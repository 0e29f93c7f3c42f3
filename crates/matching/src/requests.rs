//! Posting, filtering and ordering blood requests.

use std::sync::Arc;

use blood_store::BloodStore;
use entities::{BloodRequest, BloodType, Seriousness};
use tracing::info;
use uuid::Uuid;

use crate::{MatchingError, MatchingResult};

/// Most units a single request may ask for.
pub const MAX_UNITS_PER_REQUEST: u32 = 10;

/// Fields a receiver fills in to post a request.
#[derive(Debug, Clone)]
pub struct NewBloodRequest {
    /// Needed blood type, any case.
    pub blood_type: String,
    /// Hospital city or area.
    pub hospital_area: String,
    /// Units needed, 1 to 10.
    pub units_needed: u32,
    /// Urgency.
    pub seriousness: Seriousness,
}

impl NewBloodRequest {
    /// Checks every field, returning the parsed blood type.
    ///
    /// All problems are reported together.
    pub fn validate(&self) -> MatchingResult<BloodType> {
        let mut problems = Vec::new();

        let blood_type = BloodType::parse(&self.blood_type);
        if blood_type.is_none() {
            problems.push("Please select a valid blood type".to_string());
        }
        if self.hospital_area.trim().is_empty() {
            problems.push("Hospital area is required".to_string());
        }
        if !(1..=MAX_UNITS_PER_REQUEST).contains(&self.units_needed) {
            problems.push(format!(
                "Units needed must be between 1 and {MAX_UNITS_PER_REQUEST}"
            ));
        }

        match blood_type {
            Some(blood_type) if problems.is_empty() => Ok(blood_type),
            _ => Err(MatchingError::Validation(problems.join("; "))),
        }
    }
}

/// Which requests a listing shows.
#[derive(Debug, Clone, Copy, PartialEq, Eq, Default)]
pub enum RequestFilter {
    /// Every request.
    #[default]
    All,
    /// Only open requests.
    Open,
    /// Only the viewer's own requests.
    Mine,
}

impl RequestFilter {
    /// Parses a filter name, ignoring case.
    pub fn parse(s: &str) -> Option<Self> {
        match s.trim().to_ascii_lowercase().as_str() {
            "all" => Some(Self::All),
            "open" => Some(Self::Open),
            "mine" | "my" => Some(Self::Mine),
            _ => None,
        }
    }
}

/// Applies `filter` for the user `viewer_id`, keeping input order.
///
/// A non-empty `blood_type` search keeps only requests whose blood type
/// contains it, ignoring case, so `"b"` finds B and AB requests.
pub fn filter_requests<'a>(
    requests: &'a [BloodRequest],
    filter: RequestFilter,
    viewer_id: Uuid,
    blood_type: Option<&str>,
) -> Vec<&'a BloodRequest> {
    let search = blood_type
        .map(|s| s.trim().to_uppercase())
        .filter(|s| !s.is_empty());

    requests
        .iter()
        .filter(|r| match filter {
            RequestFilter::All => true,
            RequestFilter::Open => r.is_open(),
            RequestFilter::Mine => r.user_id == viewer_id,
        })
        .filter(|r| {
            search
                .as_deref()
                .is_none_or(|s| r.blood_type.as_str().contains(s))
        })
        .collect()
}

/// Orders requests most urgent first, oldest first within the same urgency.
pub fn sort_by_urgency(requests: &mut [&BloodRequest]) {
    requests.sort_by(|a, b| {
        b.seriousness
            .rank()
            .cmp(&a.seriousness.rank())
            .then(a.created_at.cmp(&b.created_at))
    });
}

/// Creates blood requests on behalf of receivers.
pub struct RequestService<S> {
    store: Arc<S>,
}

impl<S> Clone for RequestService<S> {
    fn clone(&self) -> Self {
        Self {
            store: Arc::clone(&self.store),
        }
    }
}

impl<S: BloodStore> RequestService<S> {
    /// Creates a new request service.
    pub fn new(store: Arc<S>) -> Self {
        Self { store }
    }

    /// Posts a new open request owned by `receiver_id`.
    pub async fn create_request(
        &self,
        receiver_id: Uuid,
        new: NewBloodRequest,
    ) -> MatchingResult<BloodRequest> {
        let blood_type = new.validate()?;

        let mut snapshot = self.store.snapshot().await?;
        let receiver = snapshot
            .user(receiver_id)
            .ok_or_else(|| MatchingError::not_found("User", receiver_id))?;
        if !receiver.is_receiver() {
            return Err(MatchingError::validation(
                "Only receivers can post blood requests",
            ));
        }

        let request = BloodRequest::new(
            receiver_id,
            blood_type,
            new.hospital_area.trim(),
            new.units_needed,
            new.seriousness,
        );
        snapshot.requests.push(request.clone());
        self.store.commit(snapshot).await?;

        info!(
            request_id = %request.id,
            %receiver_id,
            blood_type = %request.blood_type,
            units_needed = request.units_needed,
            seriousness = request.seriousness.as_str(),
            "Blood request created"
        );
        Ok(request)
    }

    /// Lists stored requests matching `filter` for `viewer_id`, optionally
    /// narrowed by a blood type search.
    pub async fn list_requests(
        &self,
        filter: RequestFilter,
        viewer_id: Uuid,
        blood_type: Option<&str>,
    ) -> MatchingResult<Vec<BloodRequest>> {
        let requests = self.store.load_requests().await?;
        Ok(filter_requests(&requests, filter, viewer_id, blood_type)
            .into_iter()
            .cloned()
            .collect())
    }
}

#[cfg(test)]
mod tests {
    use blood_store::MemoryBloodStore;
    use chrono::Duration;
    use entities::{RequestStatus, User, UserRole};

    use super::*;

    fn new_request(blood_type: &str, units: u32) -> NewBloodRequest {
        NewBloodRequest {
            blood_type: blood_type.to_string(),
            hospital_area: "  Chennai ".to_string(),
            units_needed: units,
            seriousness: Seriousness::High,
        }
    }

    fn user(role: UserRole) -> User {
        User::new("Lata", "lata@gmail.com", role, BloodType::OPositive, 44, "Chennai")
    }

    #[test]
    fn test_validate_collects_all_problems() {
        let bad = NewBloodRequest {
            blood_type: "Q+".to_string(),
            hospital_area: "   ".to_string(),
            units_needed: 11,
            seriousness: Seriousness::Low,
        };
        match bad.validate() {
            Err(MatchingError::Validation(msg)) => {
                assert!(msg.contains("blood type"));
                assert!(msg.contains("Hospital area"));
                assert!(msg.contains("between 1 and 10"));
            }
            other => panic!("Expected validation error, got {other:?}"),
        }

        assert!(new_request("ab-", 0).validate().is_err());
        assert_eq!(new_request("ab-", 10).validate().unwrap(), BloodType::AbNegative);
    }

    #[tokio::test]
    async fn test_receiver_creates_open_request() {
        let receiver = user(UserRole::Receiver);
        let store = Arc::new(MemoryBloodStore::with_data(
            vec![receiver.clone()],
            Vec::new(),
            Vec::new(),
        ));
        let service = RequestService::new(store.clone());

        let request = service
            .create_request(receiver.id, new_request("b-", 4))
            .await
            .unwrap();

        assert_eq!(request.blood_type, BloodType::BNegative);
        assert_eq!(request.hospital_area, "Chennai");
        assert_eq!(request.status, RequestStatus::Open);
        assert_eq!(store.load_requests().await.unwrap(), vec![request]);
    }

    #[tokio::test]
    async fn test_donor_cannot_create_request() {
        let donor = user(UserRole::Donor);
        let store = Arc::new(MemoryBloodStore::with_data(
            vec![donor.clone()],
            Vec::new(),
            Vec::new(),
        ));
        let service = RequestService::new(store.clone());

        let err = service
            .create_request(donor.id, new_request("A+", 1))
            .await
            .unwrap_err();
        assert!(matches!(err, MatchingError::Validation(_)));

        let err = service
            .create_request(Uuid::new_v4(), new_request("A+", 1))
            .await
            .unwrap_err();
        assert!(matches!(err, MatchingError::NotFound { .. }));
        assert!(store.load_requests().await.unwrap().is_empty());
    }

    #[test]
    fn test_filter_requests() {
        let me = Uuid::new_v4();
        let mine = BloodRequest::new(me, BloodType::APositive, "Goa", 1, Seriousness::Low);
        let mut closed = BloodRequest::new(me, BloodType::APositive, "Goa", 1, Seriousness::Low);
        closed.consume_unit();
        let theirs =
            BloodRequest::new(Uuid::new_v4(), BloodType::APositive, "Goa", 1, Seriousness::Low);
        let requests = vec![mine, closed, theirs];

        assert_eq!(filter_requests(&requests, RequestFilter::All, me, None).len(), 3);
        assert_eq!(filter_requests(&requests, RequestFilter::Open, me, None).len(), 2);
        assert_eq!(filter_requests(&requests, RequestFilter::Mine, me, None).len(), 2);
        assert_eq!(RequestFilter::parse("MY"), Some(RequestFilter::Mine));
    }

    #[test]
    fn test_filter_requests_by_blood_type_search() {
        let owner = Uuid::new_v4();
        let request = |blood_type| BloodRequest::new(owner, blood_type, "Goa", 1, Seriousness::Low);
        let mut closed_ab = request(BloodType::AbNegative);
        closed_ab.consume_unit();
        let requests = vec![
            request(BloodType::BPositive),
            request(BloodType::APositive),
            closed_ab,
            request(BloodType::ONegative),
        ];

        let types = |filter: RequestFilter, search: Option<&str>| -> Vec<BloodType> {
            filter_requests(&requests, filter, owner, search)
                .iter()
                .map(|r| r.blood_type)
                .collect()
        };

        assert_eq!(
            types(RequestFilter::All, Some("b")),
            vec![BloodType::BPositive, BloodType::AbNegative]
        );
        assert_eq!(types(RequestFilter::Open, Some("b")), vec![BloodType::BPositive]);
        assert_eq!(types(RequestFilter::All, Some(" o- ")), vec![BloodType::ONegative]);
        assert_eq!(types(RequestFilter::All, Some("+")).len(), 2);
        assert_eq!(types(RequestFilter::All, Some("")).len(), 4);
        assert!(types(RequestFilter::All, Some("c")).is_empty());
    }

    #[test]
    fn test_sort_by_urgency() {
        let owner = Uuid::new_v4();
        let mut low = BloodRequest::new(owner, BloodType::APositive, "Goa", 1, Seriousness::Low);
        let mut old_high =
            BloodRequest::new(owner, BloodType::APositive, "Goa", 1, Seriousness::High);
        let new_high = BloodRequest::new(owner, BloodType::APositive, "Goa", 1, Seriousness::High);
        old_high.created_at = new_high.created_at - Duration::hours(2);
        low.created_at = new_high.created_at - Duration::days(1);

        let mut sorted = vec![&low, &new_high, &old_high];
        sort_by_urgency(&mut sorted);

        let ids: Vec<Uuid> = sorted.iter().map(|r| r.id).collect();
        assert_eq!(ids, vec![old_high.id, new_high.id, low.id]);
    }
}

===============

## ABOUT THIS TASK
Retype exactly the lines above, from the one with "use blood_store::BloodStore;" through the one with "#[derive(Debug, Clone)]", inclusive.

## SOLVED EXERCISE
use blood_store::BloodStore;
use entities::{BloodRequest, BloodType, Seriousness};
use tracing::info;
use uuid::Uuid;

use crate::{MatchingError, MatchingResult};

/// Most units a single request may ask for.
pub const MAX_UNITS_PER_REQUEST: u32 = 10;

/// Fields a receiver fills in to post a request.
#[derive(Debug, Clone)]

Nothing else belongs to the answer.